Figure 2: Discovery of ICI response QTL and their epistatic interactions.

(A) LOD curve for a genome scan of ICI response in CCF1 lines using the MC38 tumor model. (B) Schematic outlining breeding design to generate a mapping population for CCF1N1 studies. (C) LOD curve for a genome scan of ICI response in CCF1N1 (CC75×CC80) mice using the MC38 tumor model. (D) Illustration of epistatic interactions between QTL in our CCF1N1 (CC75×CC80) mapping population. Three QTL on mChr 5, 15, and 17 were polarized as responder or non-responder using haplotype effect estimates from our CCF1 mapping.
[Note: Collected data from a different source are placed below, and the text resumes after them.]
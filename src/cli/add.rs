//! CLI `add` command: store one memory.

use anyhow::Result;

use memfabric::config::FabricConfig;
use memfabric::types::Role;

use super::ScopeArgs;

pub async fn add(config: &FabricConfig, content: &str, role: Role, scope: &ScopeArgs) -> Result<()> {
    let fabric = super::open_fabric(config).await?;
    let attribution = scope.resolve(&fabric);

    let result = fabric.add_memory_with(&attribution, content, role).await;
    fabric.close().await?;
    let id = result?;

    println!(
        "Stored memory {id} for {}/{}",
        attribution.entity_id(),
        attribution.process_id()
    );
    Ok(())
}
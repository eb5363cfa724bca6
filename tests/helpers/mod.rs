#![allow(dead_code)]

use std::sync::atomic::{AtomicUsize, Ordering};
use std::sync::Arc;
use std::time::Duration;

use async_trait::async_trait;
use memfabric::clara::REASONING_MARKER;
use memfabric::embedding::hash::HashEmbedder;
use memfabric::embedding::Embedder;
use memfabric::error::{EmbeddingError, GenerationError};
use memfabric::fabric::{FabricBuilder, MemoryFabric};
use memfabric::generation::TextGenerator;
use memfabric::store::sqlite::SqliteStore;
use memfabric::store::VectorStore;

/// Width used by the fabric-level tests.
pub const DIM: usize = 64;

pub const COMPRESSED_CONTENT: &str = "COMPRESSED_CONTENT";
pub const REASONED_QUERY: &str = "REASONED_QUERY";

/// Fresh in-memory store with schema created.
pub async fn test_store(dimension: usize) -> Arc<SqliteStore> {
    let store = Arc::new(SqliteStore::in_memory(dimension).unwrap());
    store.init().await.unwrap();
    store
}

/// Deterministic unit vector with a spike at `seed`.
/// Distinct seeds give orthogonal vectors.
pub fn spike(dimension: usize, seed: usize) -> Vec<f32> {
    let mut v = vec![0.0f32; dimension];
    v[seed % dimension] = 1.0;
    v
}

/// Builder over an uninitialized in-memory store and the hashing embedder.
pub fn fabric_builder() -> FabricBuilder {
    let store = Arc::new(SqliteStore::in_memory(DIM).unwrap());
    MemoryFabric::builder(store, Arc::new(HashEmbedder::new(DIM).unwrap()))
}

/// Initialized fabric with both optimization stages off.
pub async fn ready_fabric() -> MemoryFabric {
    let fabric = fabric_builder().build().unwrap();
    fabric.init().await.unwrap();
    fabric
}

/// Answers compression and reasoning prompts with fixed text and fails
/// everything else.
#[derive(Default)]
pub struct ScriptedGenerator {
    pub calls: AtomicUsize,
}

impl ScriptedGenerator {
    pub fn calls(&self) -> usize {
        self.calls.load(Ordering::SeqCst)
    }
}

#[async_trait]
impl TextGenerator for ScriptedGenerator {
    fn name(&self) -> &str {
        "scripted"
    }

    async fn generate(&self, prompt: &str) -> Result<String, GenerationError> {
        self.calls.fetch_add(1, Ordering::SeqCst);
        if prompt.contains("Compress") {
            Ok(COMPRESSED_CONTENT.to_string())
        } else if prompt.contains(REASONING_MARKER) {
            Ok(REASONED_QUERY.to_string())
        } else {
            Err(GenerationError::Other("unexpected prompt".into()))
        }
    }
}

/// Always fails.
pub struct FailingGenerator;

#[async_trait]
impl TextGenerator for FailingGenerator {
    fn name(&self) -> &str {
        "failing"
    }

    async fn generate(&self, _prompt: &str) -> Result<String, GenerationError> {
        Err(GenerationError::Provider {
            status: 503,
            body: "overloaded".into(),
        })
    }
}

/// Embedder whose every call fails.
pub struct FailingEmbedder {
    pub dimensions: usize,
}

#[async_trait]
impl Embedder for FailingEmbedder {
    fn dimensions(&self) -> usize {
        self.dimensions
    }

    fn model_name(&self) -> &str {
        "failing"
    }

    async fn embed(&self, _text: &str) -> Result<Vec<f32>, EmbeddingError> {
        Err(EmbeddingError::Model("embedding backend offline".into()))
    }
}

/// Declares one width and returns vectors of another.
pub struct MisreportingEmbedder {
    pub declared: usize,
    pub actual: usize,
}

#[async_trait]
impl Embedder for MisreportingEmbedder {
    fn dimensions(&self) -> usize {
        self.declared
    }

    fn model_name(&self) -> &str {
        "misreporting"
    }

    async fn embed(&self, _text: &str) -> Result<Vec<f32>, EmbeddingError> {
        Ok(vec![0.5; self.actual])
    }
}

/// Hashing embedder that sleeps before every call.
pub struct SlowEmbedder {
    inner: HashEmbedder,
    delay: Duration,
}

impl SlowEmbedder {
    pub fn new(dimensions: usize, delay: Duration) -> Self {
        Self {
            inner: HashEmbedder::new(dimensions).unwrap(),
            delay,
        }
    }
}

#[async_trait]
impl Embedder for SlowEmbedder {
    fn dimensions(&self) -> usize {
        self.inner.dimensions()
    }

    fn model_name(&self) -> &str {
        "slow"
    }

    async fn embed(&self, text: &str) -> Result<Vec<f32>, EmbeddingError> {
        tokio::time::sleep(self.delay).await;
        self.inner.embed(text).await
    }
}
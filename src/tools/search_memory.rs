//! MCP `search_memory` tool parameter definition.

use schemars::JsonSchema;
use serde::{Deserialize, Serialize};

#[derive(Debug, Serialize, Deserialize, JsonSchema)]
pub struct SearchMemoryParams {
    #[schemars(description = "Natural language query")]
    pub query: String,

    #[schemars(description = "Maximum results to return (default: 10)")]
    pub limit: Option<usize>,

    #[schemars(description = "Tenant to search. Defaults to the server's configured entity.")]
    pub entity_id: Option<String>,

    #[schemars(description = "Process to search. Defaults to the server's configured process.")]
    pub process_id: Option<String>,
}
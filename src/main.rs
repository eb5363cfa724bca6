mod cli;
mod server;
mod tools;

use std::path::PathBuf;

use anyhow::Result;
use clap::{Parser, Subcommand};
use tracing_subscriber::EnvFilter;

use memfabric::config::FabricConfig;
use memfabric::types::{RecordId, Role};

use cli::ScopeArgs;

#[derive(Parser)]
#[command(name = "memfabric", version, about = "Attributed long-term memory for LLM applications")]
struct Cli {
    /// Config file (default: ~/.memfabric/config.toml)
    #[arg(long, global = true)]
    config: Option<PathBuf>,

    #[command(subcommand)]
    command: Command,
}

#[derive(Subcommand)]
enum Command {
    /// Store a memory
    Add {
        content: String,
        /// user, assistant, system or tool
        #[arg(long, default_value = "user")]
        role: Role,
        #[command(flatten)]
        scope: ScopeArgs,
    },
    /// Raw similarity search
    Search {
        query: String,
        #[arg(long, default_value_t = 10)]
        limit: usize,
        #[command(flatten)]
        scope: ScopeArgs,
    },
    /// Print the context block for a query
    Context {
        query: String,
        #[command(flatten)]
        scope: ScopeArgs,
    },
    /// Permanently delete a memory
    Forget { id: RecordId },
    /// Show memory counts
    Stats {
        #[command(flatten)]
        scope: ScopeArgs,
    },
    /// Start the MCP server (stdio transport)
    Serve {
        /// Serve Streamable HTTP on [server] host/port instead of stdio
        #[arg(long)]
        http: bool,
    },
    /// Manage the embedding model
    Model {
        #[command(subcommand)]
        action: ModelAction,
    },
}

#[derive(Subcommand)]
enum ModelAction {
    /// Download the embedding model to ~/.memfabric/models/
    Download,
}

#[tokio::main]
async fn main() -> Result<()> {
    let cli = Cli::parse();

    let config = match &cli.config {
        Some(path) => FabricConfig::load_from(path)?,
        None => FabricConfig::load()?,
    };

    // Log to stderr so stdout stays clean for MCP JSON-RPC.
    let filter = EnvFilter::try_new(&config.server.log_level)
        .unwrap_or_else(|_| EnvFilter::new("info"));
    tracing_subscriber::fmt()
        .with_env_filter(filter)
        .with_writer(std::io::stderr)
        .init();

    match cli.command {
        Command::Add {
            content,
            role,
            scope,
        } => cli::add::add(&config, &content, role, &scope).await?,
        Command::Search {
            query,
            limit,
            scope,
        } => cli::search::search(&config, &query, limit, &scope).await?,
        Command::Context { query, scope } => {
            cli::context::context(&config, &query, &scope).await?
        }
        Command::Forget { id } => cli::forget::forget(&config, id).await?,
        Command::Stats { scope } => cli::stats::stats(&config, &scope).await?,
        Command::Serve { http } => {
            if http {
                server::serve_http(config).await?;
            } else {
                server::serve_stdio(config).await?;
            }
        }
        Command::Model { action } => match action {
            ModelAction::Download => {
                cli::model_download(&config.embedding).await?;
            }
        },
    }

    Ok(())
}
The results show that the responder haplotype on Chr15 exhibited an in vivo response mainly when both the Chr5 and Chr 17 haplotypes are in the non-responder configuration. (E) LOD curve for a genome scan of ICI response in CCF1N1 (CC12×CC80) mice using the MC38 tumor model. Since the two CC lines are matched for the mChr 17 haplotype, the mChr 17 QTL is absent. (F) Table reporting results of statistical testing of epistatic interactions between QTL (see Methods). Pairs of QTL with significant evidence of interaction are shown with p-value in bold. (G) Top 10 most enriched pathways among responder vs. non-responder strain differentially expressed genes that are physically located within one of our four QTL intervals. Bar length is proportional to the -log10(p-value) for enrichment, while bar shading is proportional to the number of genes in each annotated pathway contained within our gene set (DEGs within QTL).